- **Action item**: Start at the line with "use super::*;" in the records below, stop at the line with "const NOW: i64 = 1_700_000_000_000;", and return every line in that span exactly, the two end lines included.

- **Source information**:
————

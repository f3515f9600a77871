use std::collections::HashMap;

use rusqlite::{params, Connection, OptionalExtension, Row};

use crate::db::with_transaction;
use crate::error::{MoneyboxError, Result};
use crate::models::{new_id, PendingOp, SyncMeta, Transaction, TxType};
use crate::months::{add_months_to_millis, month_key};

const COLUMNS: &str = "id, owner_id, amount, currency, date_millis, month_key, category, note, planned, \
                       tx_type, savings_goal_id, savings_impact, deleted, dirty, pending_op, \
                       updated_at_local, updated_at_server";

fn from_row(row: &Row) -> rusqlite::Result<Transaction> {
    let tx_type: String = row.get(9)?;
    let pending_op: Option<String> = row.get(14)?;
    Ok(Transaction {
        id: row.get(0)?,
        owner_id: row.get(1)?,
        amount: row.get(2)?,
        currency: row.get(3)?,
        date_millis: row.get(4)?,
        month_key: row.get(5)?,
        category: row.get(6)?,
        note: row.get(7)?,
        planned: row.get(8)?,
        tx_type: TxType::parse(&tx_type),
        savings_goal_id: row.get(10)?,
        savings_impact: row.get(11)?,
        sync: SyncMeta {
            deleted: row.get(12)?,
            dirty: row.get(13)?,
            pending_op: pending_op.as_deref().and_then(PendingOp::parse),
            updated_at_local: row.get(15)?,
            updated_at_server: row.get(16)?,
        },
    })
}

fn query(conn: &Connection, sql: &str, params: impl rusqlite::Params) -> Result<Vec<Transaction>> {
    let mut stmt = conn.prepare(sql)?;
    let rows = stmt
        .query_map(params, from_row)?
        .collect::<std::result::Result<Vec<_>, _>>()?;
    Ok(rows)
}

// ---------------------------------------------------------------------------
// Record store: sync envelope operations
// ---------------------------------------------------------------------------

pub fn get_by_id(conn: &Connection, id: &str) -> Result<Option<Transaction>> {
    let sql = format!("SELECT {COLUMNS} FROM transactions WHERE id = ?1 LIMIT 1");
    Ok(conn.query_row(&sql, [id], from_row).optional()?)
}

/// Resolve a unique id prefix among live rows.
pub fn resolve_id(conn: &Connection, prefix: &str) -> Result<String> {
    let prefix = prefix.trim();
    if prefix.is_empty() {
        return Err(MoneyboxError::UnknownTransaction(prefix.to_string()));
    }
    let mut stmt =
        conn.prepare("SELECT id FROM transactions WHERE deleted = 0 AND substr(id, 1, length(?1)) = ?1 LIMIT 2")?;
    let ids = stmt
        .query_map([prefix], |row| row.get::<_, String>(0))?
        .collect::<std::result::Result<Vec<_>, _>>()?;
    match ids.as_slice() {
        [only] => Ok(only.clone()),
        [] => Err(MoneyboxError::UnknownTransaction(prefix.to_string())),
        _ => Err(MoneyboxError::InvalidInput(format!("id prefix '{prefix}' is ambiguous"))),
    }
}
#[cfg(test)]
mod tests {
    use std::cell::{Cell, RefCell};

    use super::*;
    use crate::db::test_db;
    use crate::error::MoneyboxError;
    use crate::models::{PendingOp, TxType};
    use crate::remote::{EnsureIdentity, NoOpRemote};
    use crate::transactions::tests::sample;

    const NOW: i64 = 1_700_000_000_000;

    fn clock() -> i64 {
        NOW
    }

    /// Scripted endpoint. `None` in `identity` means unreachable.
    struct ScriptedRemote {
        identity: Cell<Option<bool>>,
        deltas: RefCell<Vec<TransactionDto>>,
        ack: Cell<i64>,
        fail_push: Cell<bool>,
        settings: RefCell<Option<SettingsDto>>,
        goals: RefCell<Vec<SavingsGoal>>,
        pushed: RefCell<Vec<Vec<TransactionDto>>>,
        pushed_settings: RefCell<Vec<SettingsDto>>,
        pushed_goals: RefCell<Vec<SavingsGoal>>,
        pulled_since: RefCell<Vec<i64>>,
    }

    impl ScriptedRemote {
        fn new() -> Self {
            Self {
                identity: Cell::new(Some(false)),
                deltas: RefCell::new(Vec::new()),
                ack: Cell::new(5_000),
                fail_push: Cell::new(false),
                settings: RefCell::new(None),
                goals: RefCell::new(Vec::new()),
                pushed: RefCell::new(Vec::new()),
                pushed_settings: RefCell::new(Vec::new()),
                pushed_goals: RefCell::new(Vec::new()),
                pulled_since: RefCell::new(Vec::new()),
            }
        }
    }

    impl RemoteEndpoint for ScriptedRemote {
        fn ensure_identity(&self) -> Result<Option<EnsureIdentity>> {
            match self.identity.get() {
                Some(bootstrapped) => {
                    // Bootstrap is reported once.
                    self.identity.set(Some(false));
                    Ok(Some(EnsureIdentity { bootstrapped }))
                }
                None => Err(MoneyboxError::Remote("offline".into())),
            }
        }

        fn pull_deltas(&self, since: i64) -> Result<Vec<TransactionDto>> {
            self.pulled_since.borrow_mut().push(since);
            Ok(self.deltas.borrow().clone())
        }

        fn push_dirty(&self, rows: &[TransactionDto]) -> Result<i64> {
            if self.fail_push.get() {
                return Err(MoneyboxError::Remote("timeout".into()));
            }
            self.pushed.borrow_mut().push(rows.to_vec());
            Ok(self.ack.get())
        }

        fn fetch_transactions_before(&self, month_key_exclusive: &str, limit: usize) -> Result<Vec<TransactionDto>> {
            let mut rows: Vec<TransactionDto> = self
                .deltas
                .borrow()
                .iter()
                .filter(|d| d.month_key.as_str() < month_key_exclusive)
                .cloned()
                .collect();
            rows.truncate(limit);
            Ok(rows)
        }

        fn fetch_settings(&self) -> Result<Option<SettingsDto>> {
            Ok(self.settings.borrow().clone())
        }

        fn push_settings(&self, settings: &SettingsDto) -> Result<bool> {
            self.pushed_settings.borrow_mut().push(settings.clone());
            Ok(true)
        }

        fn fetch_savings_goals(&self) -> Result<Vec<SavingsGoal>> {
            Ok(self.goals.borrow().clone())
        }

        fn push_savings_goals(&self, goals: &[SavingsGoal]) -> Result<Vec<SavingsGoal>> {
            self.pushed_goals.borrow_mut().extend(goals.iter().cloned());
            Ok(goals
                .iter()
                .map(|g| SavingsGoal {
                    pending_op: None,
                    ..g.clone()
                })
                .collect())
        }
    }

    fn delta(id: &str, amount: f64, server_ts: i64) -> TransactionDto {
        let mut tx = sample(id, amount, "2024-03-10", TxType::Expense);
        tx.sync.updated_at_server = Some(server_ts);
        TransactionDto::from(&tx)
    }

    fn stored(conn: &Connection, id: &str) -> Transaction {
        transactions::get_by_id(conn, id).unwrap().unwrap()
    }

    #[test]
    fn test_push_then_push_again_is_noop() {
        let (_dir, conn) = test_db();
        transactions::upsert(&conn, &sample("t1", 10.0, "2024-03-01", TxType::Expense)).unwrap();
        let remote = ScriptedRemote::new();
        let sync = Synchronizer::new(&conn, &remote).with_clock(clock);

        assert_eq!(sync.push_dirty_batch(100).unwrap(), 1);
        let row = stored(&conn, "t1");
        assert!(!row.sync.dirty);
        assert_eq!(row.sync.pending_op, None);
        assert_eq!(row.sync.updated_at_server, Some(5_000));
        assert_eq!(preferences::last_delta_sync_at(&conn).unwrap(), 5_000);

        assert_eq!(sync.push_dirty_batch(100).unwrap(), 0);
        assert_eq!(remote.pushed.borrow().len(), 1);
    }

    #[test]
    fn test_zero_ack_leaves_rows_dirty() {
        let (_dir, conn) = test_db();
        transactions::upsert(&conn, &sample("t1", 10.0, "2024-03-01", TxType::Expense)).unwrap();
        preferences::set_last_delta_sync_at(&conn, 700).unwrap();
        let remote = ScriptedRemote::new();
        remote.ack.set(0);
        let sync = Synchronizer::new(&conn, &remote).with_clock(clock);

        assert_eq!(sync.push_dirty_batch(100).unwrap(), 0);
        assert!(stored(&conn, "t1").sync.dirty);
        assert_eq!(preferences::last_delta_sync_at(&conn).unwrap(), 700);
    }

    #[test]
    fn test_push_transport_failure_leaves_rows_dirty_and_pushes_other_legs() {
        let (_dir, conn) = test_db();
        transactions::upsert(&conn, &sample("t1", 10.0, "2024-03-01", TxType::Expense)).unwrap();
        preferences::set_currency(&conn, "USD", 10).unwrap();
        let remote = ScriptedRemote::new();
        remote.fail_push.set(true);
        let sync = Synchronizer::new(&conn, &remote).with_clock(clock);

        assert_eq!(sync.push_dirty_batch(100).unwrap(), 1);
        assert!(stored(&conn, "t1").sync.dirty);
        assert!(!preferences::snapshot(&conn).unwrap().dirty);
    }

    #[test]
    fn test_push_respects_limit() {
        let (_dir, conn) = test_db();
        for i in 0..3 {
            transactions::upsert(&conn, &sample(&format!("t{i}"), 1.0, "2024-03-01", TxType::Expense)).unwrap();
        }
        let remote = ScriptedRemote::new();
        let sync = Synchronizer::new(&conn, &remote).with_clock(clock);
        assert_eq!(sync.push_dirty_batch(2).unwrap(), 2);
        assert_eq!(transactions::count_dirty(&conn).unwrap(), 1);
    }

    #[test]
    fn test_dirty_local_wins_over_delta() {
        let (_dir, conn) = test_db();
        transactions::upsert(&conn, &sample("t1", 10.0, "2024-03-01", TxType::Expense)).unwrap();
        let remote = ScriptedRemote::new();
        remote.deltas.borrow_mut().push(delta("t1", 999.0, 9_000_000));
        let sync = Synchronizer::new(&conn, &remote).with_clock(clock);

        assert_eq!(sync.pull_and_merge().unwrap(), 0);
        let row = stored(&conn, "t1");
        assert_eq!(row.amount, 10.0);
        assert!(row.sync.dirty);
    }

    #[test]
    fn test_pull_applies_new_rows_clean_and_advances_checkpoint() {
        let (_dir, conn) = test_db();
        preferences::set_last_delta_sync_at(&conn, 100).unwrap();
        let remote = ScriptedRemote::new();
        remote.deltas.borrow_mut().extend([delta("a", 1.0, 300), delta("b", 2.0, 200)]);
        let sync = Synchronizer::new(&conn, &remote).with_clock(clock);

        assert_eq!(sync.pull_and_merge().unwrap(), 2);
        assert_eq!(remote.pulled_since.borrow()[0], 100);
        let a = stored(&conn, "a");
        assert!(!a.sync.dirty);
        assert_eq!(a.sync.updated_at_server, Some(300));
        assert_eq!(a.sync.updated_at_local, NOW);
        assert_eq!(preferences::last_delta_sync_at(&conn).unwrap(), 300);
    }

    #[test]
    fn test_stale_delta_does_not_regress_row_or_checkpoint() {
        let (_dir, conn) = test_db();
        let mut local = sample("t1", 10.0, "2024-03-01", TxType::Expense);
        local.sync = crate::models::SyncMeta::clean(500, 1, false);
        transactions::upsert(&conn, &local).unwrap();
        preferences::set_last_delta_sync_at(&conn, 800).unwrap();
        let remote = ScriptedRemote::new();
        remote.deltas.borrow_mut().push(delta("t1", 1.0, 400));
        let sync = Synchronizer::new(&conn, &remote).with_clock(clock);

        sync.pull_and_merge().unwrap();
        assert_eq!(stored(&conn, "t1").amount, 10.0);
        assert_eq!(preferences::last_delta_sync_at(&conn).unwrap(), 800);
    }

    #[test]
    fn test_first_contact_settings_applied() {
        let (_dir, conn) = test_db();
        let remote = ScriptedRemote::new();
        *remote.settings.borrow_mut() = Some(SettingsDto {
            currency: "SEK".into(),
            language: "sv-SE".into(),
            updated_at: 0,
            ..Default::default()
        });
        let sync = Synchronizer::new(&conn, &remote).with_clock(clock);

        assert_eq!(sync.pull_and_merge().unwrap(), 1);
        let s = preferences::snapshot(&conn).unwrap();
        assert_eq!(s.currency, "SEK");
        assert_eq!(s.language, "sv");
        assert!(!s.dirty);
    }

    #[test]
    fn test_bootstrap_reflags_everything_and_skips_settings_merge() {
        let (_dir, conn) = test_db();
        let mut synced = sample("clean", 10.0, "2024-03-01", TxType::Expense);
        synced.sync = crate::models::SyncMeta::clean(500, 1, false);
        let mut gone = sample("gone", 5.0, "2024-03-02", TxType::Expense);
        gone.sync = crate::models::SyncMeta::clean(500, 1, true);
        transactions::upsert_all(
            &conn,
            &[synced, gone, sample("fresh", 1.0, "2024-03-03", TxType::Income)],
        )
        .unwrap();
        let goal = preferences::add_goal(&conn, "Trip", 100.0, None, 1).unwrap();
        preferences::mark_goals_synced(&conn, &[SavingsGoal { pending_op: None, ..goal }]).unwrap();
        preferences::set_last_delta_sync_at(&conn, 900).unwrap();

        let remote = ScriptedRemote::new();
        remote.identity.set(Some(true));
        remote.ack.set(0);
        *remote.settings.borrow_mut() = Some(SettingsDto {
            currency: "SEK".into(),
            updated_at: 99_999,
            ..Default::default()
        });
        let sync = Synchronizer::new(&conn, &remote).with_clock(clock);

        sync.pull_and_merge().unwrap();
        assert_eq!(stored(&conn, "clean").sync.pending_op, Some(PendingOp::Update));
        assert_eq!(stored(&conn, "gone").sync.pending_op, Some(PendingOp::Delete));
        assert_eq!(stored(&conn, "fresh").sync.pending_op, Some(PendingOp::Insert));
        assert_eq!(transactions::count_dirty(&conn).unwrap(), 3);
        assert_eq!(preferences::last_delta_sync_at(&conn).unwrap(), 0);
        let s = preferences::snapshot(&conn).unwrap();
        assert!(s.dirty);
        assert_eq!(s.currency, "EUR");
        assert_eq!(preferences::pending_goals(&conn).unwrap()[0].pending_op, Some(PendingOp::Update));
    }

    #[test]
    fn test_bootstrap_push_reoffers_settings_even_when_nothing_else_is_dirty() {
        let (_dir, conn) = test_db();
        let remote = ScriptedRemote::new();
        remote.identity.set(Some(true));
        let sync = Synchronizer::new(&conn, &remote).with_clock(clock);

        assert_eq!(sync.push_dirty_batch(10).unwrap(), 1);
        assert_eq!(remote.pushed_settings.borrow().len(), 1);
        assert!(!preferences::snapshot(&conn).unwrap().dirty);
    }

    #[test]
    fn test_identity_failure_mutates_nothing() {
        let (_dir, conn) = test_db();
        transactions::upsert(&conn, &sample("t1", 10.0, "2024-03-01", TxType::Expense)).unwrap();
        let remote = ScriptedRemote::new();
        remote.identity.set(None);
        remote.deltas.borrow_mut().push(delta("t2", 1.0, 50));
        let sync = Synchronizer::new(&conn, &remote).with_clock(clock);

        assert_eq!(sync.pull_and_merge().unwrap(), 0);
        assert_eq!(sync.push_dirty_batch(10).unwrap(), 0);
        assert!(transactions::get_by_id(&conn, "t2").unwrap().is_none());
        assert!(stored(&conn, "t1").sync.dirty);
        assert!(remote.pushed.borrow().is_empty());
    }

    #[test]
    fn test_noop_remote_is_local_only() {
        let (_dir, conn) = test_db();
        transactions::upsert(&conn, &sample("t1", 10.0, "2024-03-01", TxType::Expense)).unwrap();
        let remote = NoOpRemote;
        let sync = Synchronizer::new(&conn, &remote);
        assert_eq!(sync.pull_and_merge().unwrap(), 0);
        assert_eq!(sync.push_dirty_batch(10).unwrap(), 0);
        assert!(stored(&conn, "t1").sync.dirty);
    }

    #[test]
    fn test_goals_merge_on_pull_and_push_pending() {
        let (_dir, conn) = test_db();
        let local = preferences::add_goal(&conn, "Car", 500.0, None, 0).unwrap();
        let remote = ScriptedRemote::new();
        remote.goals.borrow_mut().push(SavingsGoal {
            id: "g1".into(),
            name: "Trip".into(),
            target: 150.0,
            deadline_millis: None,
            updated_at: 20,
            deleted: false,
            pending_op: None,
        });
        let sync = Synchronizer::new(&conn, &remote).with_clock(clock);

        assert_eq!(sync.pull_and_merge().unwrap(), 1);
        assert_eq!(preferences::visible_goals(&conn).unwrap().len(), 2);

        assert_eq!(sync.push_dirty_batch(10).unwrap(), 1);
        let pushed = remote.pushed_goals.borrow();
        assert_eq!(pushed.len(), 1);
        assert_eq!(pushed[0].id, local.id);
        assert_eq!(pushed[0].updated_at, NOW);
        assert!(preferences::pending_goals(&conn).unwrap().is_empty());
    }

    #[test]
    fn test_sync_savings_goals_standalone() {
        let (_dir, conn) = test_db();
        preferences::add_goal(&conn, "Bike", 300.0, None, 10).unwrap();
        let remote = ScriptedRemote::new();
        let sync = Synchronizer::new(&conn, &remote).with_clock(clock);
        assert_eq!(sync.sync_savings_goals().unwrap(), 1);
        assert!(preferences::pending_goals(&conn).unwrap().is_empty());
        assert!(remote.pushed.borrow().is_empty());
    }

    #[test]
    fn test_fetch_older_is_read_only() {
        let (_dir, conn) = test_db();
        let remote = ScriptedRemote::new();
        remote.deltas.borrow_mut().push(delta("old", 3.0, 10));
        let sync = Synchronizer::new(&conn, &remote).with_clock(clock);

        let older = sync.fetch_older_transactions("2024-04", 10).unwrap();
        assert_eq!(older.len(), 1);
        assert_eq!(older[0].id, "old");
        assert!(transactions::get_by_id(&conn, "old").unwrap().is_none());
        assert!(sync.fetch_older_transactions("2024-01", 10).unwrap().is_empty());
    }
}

————

- **Solution below**:
    use super::*;
    use crate::db::test_db;
    use crate::error::MoneyboxError;
    use crate::models::{PendingOp, TxType};
    use crate::remote::{EnsureIdentity, NoOpRemote};
    use crate::transactions::tests::sample;

    const NOW: i64 = 1_700_000_000_000;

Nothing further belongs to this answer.